[YOUR GOAL]: For each line below with the word "Related", write out a copy.
[[ SOURCE MATERIAL, beginning ]]
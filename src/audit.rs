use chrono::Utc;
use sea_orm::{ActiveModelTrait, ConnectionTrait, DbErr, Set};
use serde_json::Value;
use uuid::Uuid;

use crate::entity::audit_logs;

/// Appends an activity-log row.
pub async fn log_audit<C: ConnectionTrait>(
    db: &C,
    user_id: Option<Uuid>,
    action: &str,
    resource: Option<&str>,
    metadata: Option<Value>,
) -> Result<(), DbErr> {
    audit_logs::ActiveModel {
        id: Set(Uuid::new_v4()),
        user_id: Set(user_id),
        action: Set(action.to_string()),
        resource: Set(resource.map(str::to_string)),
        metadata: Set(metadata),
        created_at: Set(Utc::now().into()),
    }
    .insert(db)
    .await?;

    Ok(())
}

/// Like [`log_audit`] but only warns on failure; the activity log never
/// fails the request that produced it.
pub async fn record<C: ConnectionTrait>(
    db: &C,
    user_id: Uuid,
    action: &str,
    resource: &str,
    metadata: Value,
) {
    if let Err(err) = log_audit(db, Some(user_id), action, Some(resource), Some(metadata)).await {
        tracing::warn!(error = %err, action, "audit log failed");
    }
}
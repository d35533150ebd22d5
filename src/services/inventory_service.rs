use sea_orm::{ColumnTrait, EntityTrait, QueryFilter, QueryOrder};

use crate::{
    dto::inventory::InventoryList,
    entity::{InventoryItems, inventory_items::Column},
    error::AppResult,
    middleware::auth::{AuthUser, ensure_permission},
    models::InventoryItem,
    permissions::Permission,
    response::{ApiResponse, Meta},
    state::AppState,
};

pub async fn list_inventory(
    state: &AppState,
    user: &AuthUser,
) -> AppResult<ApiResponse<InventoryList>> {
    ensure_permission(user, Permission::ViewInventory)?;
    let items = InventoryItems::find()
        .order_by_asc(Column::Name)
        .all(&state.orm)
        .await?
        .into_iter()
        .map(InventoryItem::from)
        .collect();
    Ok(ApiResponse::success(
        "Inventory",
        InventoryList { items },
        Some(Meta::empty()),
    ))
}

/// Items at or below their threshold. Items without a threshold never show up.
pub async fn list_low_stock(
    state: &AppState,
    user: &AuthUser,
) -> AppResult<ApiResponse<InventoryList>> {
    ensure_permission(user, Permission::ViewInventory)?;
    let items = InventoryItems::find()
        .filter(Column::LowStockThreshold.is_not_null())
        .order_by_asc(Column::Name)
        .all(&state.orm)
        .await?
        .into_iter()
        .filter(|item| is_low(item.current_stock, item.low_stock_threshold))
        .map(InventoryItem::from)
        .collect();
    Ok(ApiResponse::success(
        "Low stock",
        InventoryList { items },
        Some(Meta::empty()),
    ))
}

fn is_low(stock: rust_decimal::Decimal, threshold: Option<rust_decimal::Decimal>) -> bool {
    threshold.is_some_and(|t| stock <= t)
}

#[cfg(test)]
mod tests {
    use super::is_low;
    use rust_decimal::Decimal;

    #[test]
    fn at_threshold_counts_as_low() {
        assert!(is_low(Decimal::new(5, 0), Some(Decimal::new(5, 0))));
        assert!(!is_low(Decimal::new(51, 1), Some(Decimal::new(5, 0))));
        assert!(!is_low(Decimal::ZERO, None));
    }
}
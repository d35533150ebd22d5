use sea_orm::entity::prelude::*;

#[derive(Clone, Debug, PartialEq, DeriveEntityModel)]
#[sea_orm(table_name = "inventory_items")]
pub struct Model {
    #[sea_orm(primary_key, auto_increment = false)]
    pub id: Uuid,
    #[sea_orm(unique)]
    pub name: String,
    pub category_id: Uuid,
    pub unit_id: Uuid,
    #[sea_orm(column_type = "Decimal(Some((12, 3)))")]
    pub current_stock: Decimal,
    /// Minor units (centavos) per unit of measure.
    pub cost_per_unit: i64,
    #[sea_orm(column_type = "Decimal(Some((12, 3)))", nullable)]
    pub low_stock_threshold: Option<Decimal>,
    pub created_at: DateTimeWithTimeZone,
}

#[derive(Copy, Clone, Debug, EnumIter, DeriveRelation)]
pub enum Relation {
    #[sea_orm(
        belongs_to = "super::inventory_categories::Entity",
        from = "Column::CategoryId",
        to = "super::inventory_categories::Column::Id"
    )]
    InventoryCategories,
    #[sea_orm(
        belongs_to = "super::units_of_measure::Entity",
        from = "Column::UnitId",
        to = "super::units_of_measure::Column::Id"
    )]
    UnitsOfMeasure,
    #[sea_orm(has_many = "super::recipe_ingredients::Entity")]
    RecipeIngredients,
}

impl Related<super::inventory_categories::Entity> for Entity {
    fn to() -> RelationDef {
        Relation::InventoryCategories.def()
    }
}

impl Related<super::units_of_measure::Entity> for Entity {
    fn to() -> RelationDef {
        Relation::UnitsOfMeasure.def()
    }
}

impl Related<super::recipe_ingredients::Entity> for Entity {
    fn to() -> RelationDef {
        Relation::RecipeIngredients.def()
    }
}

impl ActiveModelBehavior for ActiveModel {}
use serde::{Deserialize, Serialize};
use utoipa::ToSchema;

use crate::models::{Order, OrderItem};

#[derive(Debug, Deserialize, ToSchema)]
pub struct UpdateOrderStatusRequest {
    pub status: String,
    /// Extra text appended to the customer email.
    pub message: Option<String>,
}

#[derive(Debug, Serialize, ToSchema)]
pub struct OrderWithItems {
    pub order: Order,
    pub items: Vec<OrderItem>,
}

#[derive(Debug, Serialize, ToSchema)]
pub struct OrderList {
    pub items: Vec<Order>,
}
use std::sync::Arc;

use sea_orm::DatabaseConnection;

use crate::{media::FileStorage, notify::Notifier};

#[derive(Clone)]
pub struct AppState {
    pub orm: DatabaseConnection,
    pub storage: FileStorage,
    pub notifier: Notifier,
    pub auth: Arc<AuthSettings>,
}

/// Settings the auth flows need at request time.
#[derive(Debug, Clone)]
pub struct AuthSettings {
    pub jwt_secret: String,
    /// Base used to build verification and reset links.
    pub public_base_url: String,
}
[[ SOURCE MATERIAL, end ]]
[[ SOURCE MATERIAL, beginning ]]
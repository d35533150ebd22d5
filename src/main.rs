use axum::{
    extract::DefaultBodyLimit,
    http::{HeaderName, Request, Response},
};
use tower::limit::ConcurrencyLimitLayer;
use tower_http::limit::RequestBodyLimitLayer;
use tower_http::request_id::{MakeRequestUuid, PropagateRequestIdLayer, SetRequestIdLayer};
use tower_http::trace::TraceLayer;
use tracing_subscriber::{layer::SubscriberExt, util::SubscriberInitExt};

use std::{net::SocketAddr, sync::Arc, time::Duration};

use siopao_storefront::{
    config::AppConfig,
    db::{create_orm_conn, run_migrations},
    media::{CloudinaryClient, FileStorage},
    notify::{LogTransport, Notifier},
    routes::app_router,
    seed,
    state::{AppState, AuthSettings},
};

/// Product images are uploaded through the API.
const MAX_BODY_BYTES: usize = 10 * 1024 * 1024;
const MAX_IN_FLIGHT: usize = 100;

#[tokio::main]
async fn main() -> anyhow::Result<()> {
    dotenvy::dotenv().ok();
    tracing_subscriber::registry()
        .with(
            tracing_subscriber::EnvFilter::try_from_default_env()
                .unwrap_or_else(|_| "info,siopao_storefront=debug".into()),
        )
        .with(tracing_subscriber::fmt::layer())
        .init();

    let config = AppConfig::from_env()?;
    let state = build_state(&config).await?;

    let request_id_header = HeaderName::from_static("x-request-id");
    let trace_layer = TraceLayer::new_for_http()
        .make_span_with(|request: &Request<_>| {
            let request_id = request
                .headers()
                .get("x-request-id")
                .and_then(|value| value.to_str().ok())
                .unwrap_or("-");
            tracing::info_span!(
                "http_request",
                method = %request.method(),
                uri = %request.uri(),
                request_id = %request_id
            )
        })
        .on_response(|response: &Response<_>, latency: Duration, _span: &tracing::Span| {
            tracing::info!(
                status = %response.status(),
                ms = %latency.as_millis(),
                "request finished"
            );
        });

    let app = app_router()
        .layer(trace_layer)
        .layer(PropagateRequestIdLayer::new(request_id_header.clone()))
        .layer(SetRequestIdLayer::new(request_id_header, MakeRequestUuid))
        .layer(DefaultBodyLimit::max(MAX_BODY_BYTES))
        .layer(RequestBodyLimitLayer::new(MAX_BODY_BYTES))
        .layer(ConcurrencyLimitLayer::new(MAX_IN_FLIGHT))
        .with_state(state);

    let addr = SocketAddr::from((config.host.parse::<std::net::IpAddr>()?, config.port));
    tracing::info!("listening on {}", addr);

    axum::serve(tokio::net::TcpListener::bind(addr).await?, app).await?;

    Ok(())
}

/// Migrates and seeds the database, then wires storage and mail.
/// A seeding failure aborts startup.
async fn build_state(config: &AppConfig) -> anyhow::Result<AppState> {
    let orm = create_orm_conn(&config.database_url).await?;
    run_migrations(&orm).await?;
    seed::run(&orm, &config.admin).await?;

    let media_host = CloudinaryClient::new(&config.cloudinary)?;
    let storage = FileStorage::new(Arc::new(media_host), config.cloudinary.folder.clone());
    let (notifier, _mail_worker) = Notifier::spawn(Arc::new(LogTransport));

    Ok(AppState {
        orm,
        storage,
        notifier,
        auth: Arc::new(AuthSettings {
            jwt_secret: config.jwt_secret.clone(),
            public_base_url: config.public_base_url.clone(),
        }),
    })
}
[[ SOURCE MATERIAL, end ]]
[[ SOURCE MATERIAL, beginning ]]
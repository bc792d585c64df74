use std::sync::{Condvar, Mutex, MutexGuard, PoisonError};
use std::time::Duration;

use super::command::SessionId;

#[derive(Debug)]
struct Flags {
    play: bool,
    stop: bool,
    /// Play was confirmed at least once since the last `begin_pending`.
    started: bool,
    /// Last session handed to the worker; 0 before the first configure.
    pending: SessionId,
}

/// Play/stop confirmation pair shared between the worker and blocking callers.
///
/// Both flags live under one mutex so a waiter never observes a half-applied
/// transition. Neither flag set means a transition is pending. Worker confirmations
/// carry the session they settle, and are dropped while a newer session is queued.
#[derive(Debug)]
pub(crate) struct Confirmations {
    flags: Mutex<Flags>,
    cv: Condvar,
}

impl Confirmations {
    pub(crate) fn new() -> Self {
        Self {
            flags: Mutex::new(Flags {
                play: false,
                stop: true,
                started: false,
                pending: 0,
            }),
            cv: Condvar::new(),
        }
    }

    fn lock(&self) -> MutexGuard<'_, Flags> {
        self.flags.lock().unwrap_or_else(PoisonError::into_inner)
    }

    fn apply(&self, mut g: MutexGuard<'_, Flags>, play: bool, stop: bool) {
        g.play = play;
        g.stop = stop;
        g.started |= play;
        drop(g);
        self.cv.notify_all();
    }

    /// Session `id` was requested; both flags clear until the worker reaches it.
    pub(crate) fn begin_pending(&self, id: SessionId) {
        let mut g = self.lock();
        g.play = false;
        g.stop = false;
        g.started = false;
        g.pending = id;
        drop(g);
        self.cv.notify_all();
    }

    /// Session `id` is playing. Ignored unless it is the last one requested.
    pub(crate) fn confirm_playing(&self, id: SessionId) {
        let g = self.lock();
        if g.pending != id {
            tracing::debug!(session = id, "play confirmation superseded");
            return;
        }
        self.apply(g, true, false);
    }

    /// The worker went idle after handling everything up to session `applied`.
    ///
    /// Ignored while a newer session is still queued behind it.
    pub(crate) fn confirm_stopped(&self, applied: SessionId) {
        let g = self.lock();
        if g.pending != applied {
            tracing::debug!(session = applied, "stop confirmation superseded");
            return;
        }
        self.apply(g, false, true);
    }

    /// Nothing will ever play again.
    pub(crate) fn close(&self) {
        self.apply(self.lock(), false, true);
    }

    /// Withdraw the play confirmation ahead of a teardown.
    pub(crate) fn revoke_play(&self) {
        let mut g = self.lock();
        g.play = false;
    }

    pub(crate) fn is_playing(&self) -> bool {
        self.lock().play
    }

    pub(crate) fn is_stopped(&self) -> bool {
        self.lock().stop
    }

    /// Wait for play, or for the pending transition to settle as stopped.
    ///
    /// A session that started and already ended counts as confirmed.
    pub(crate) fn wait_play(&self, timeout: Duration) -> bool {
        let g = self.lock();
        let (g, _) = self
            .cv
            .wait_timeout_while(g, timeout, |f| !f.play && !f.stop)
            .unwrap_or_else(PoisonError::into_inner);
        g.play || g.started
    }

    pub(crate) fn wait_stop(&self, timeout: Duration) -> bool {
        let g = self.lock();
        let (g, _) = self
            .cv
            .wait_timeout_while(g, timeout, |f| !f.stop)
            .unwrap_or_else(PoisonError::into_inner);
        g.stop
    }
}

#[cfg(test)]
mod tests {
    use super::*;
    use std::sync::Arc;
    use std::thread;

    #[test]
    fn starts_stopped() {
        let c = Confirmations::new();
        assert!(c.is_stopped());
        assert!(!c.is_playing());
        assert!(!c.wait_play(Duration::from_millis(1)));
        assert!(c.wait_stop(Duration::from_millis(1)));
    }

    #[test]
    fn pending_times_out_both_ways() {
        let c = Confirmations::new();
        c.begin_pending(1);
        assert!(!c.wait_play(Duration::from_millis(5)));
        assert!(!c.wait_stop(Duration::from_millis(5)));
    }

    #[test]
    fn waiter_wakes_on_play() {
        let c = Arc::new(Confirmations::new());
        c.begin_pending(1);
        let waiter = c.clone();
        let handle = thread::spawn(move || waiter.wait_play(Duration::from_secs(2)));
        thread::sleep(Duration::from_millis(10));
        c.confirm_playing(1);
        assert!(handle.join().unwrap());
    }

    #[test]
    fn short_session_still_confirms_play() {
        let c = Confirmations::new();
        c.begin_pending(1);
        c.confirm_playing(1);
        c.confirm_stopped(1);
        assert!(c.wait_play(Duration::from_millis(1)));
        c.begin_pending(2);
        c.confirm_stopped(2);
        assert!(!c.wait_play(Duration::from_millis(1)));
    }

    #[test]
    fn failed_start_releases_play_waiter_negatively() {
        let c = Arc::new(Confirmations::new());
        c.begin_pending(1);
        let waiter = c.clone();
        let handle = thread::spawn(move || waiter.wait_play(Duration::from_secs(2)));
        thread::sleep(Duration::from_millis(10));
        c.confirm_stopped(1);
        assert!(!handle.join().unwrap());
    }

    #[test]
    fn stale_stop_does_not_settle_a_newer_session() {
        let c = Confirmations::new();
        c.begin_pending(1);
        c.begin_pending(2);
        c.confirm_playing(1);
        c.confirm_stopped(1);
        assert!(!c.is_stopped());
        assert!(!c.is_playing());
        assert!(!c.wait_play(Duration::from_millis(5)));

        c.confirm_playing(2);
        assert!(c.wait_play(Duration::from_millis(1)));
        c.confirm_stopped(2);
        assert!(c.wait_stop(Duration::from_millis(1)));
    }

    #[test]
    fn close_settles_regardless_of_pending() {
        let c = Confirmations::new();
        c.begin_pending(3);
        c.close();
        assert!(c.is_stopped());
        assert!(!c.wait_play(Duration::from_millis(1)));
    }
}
[[ SOURCE MATERIAL, end ]]
[EXPECTED OUTPUT]:
impl Related<super::inventory_categories::Entity> for Entity {
impl Related<super::units_of_measure::Entity> for Entity {
impl Related<super::recipe_ingredients::Entity> for Entity {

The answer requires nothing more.